Powered by AppSignal & Oban Pro

Session 25: Distributed Agents

notebooks/25_distributed_agents.livemd

Session 25: Distributed Agents

Mix.install([])

Introduction

You’ve built the pieces: ETS-backed AgentDirectory (Session 22), distributed Erlang hands-on (Session 23), and PubSub events (Session 24). Now it’s time to put them all together into a distributed multi-agent system.

This session tackles the hardest problem: finding and communicating with agents that could be on any node in the cluster.
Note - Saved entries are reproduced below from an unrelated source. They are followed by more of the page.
use crate::config::{StateBackend, StateConfig};
use crate::error::{AppError, Result};
use crate::state::{InMemoryStore, SledStore, ThreadStore};
use std::sync::Arc;

/// Create a thread store based on configuration
pub async fn create_store(config: &StateConfig) -> Result<Arc<dyn ThreadStore>> {
    match config.backend {
        StateBackend::Sled => {
            let path = config.path.as_ref().ok_or_else(|| {
                AppError::Configuration("Sled backend requires 'path' configuration".to_string())
            })?;

            tracing::info!(path = ?path, "Initializing sled storage backend");

            let store = SledStore::new(path)?;
            Ok(Arc::new(store))
        }

        StateBackend::Memory => Ok(create_in_memory_store()),
    }
}

/// Create an in-memory store (for testing and development)
pub fn create_in_memory_store() -> Arc<dyn ThreadStore> {
    tracing::info!("Initializing in-memory storage backend");
    Arc::new(InMemoryStore::new())
}
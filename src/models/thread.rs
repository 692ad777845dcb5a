use chrono::{DateTime, Utc};
use serde::{Deserialize, Serialize};
use strum::{Display, EnumString};
use uuid::Uuid;
use validator::Validate;

/// Represents a discussion thread in the forum
#[derive(Debug, Clone, PartialEq, Serialize, Deserialize, Validate)]
pub struct CommentThread {
    /// Unique identifier
    pub id: Uuid,

    /// Course the thread belongs to
    #[validate(length(min = 1, max = 255))]
    pub course_id: String,

    /// The commentable (discussion topic) the thread is attached to
    #[validate(length(min = 1, max = 255))]
    pub commentable_id: String,

    /// Cohort group restriction, if any. Ungrouped threads are visible to
    /// everyone unless a query explicitly excludes grouped content.
    pub group_id: Option<i64>,

    /// Thread type
    pub thread_type: ThreadType,

    /// Thread title
    #[validate(length(min = 1, max = 500))]
    pub title: String,

    /// Thread body
    pub body: String,

    /// Author external id
    pub author_id: String,

    /// Whether the author chose to post anonymously
    pub anonymous: bool,

    /// Number of comments in the thread
    pub comment_count: i64,

    /// Net vote points
    pub vote_count: i64,

    /// Creation timestamp
    pub created_at: DateTime<Utc>,

    /// Last update timestamp
    pub updated_at: DateTime<Utc>,

    /// Timestamp of the most recent activity (post or comment)
    pub last_activity_at: DateTime<Utc>,
}

impl CommentThread {
    /// Create a new thread
    pub fn new(
        course_id: String,
        commentable_id: String,
        title: String,
        body: String,
        author_id: String,
    ) -> Self {
        let now = Utc::now();

        Self {
            id: Uuid::new_v4(),
            course_id,
            commentable_id,
            group_id: None,
            thread_type: ThreadType::Discussion,
            title,
            body,
            author_id,
            anonymous: false,
            comment_count: 0,
            vote_count: 0,
            created_at: now,
            updated_at: now,
            last_activity_at: now,
        }
    }

    /// Restrict the thread to a cohort group
    pub fn with_group(mut self, group_id: i64) -> Self {
        self.group_id = Some(group_id);
        self
    }

    /// Record activity on the thread (a new or edited comment)
    pub fn touch_activity(&mut self) {
        let now = Utc::now();
        self.updated_at = now;
        self.last_activity_at = now;
    }
}

/// Thread type
#[derive(
    Debug, Clone, Copy, PartialEq, Eq, Serialize, Deserialize, Default, Display, EnumString,
)]
#[serde(rename_all = "snake_case")]
#[strum(serialize_all = "snake_case")]
pub enum ThreadType {
    #[default]
    Discussion,
    Question,
}

/// Recognized sort keys for thread listings.
///
/// Every key orders descending: newest, most active, most voted, or most
/// commented threads first.
#[derive(
    Debug, Clone, Copy, PartialEq, Eq, Serialize, Deserialize, Default, Display, EnumString,
)]
#[serde(rename_all = "snake_case")]
#[strum(serialize_all = "snake_case")]
pub enum SortKey {
    /// Creation date
    #[default]
    Date,
    /// Last activity
    Activity,
    /// Vote points
    Votes,
    /// Comment count
    Comments,
}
You’ll use libcluster for automatic node discovery, build an AgentRouter for cross-node agent lookup, and handle node failures gracefully.

Sources for This Session

This session synthesizes concepts from:

Learning Goals

By the end of this session, you’ll be able to:

  • Use libcluster for automatic node discovery
  • Understand cluster topologies (Gossip, Epmd, Kubernetes)
  • Build an AgentRouter for cross-node agent lookup
  • Update TaskManager for distributed routing
  • Add cluster-aware A2A methods
  • Handle node failures and agent recovery

Section 1: The Problem - Finding Agents Across Nodes

🤔 Opening Reflection

# You have a 3-node cluster:
#   Node 1: Worker-1, Worker-2
#   Node 2: Worker-3, Analyzer-1
#   Node 3: Worker-4

# An HTTP request arrives at Node 1:
# POST /a2a {"method": "SendMessage", "params": {"agent": "Analyzer-1"}}

# Problem: Analyzer-1 is on Node 2, not Node 1!

problem = """
Current TaskManager uses AgentSupervisor.whereis("Analyzer-1")
which only checks the LOCAL Registry on Node 1.
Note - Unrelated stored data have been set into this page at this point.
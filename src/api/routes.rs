use crate::api::{handlers, AppState};
use axum::{
    routing::{get, post, put},
    Router,
};
use tower_http::{cors::CorsLayer, trace::TraceLayer};

/// Build the main API router
pub fn build_router(state: AppState) -> Router {
    Router::new()
        // Health endpoints
        .route("/health", get(handlers::health_check))
        // Thread search
        .route("/v1/search/threads", get(handlers::search_threads))
        // Thread read models and ingestion
        .route("/v1/threads", post(handlers::create_thread))
        .route("/v1/threads/recent_active", get(handlers::recent_active_threads))
        .route("/v1/threads/:id", get(handlers::get_thread))
        .route("/v1/threads/:id/comments", post(handlers::create_comment))
        // User read models
        .route("/v1/users", post(handlers::create_user))
        .route("/v1/users/:user_id", get(handlers::get_user))
        .route("/v1/users/:user_id", put(handlers::update_user))
        .route(
            "/v1/users/:user_id/active_threads",
            get(handlers::user_active_threads),
        )
        // Add state
        .with_state(state)
        // Add middleware
        .layer(TraceLayer::new_for_http())
        .layer(CorsLayer::permissive())
}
Result: {:error, :agent_not_found}

But the agent EXISTS - just on a different node.
How do we find it?
"""

# Approaches:
approaches = %{
  brute_force: """
    Loop through all nodes, :rpc.call each one to check.
    Slow: O(n) network calls per lookup.
  """,

  cached_directory: """
    Use AgentDirectory (ETS) to cache name→{node, pid}.
    Fast: O(1) ETS lookup.
    Challenge: Keep directory in sync when agents start/stop.
  """,

  hybrid: """
    1. Check AgentDirectory first (fast, cached)
    2. Fall back to local Registry
    3. Fall back to querying remote nodes
    Best of both worlds.
  """
}

# We'll implement the hybrid approach in AgentRouter.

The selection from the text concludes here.